TASK REQUIREMENTS = In the data below, which lines hold the word "simple"? Copy them.

Start of Block

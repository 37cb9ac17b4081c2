//! Test fixtures for creating sample jobs and platform tables.

use kiln_core::config::{PlatformTable, TemplateEntry};
use kiln_core::job::{Job, ServiceSpec, Step};
use kiln_core::sandbox::{SandboxStatus, UnitStatus};
use std::collections::BTreeMap;

/// Factory for creating test jobs.
pub struct JobFixture;

impl JobFixture {
    /// One job, one echo step.
    pub fn simple() -> Job {
        Job::new("simple").with_step(Self::echo_step("hello", "hello"))
    }

    /// `[echo A, exit 1, echo B]`.
    pub fn failing_middle() -> Job {
        Job::new("failing-middle")
            .with_step(Self::echo_step("a", "A"))
            .with_step(Step::run("fail", "exit 1"))
            .with_step(Self::echo_step("b", "B"))
    }

    /// `[exit 1 (continue-on-error), echo B]`.
    pub fn tolerated_failure() -> Job {
        Job::new("tolerated-failure")
            .with_step(Step::run("flaky", "exit 1").continue_on_error())
            .with_step(Self::echo_step("b", "B"))
    }

    /// A job whose single step sleeps for `seconds`.
    pub fn sleeping(name: &str, seconds: u64) -> Job {
        Job::new(name).with_step(Step::run("sleep", format!("sleep {}", seconds)))
    }

    /// A job with a postgres service next to the runner.
    pub fn with_database() -> Job {
        Job::new("with-database")
            .with_service(
                ServiceSpec::new("postgres", "postgres:16")
                    .with_port(5432)
                    .with_env("POSTGRES_PASSWORD", "test"),
            )
            .with_step(Step::run(
                "connect",
                "echo \"$KILN_SERVICE_POSTGRES_HOST:$KILN_SERVICE_POSTGRES_PORT\"",
            ))
    }

    /// Create an echo step.
    pub fn echo_step(id: &str, message: &str) -> Step {
        Step::run(id, format!("echo {}", message))
    }
}

/// Factory for platform tables.
pub struct PlatformFixture;

impl PlatformFixture {
    /// Table with one exact entry for `ubuntu-latest` and one for the
    /// `[self-hosted, gpu]` label set.
    pub fn table() -> PlatformTable {
        PlatformTable::default()
            .with_entry(
                "ubuntu-latest",
                TemplateEntry {
                    image: Some("ghcr.io/kiln/runner-ubuntu:24.04".to_string()),
                    os: Some("linux".to_string()),
                    ..TemplateEntry::default()
                },
            )
            .with_entry(
                "gpu-pool",
                TemplateEntry {
                    labels: vec!["self-hosted".to_string(), "gpu".to_string()],
                    image: Some("ghcr.io/kiln/runner-cuda:12".to_string()),
                    node_selector: BTreeMap::from([(
                        "pool".to_string(),
                        "gpu".to_string(),
                    )]),
                    ..TemplateEntry::default()
                },
            )
    }
}

/// Sandbox observations for scripting the simulated cluster.
pub struct StatusFixture;

impl StatusFixture {
    /// The runner image cannot be pulled.
    pub fn image_pull_backoff() -> SandboxStatus {
        SandboxStatus {
            units: vec![UnitStatus::waiting(
                "runner",
                "ImagePullBackOff",
                "Back-off pulling image \"ubuntu:22.04\"",
            )],
            ..SandboxStatus::pending()
        }
    }

    /// No node can take the sandbox yet.
    pub fn unschedulable() -> SandboxStatus {
        SandboxStatus {
            unschedulable: Some("0/3 nodes are available: insufficient cpu".to_string()),
            ..SandboxStatus::pending()
        }
    }

    /// The runner keeps crashing.
    pub fn crash_loop() -> SandboxStatus {
        SandboxStatus {
            units: vec![UnitStatus::waiting(
                "runner",
                "CrashLoopBackOff",
                "back-off restarting failed container",
            )],
            ..SandboxStatus::pending()
        }
    }
}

End of Block

EXERCISE RESULT =
    pub fn simple() -> Job {
        Job::new("simple").with_step(Self::echo_step("hello", "hello"))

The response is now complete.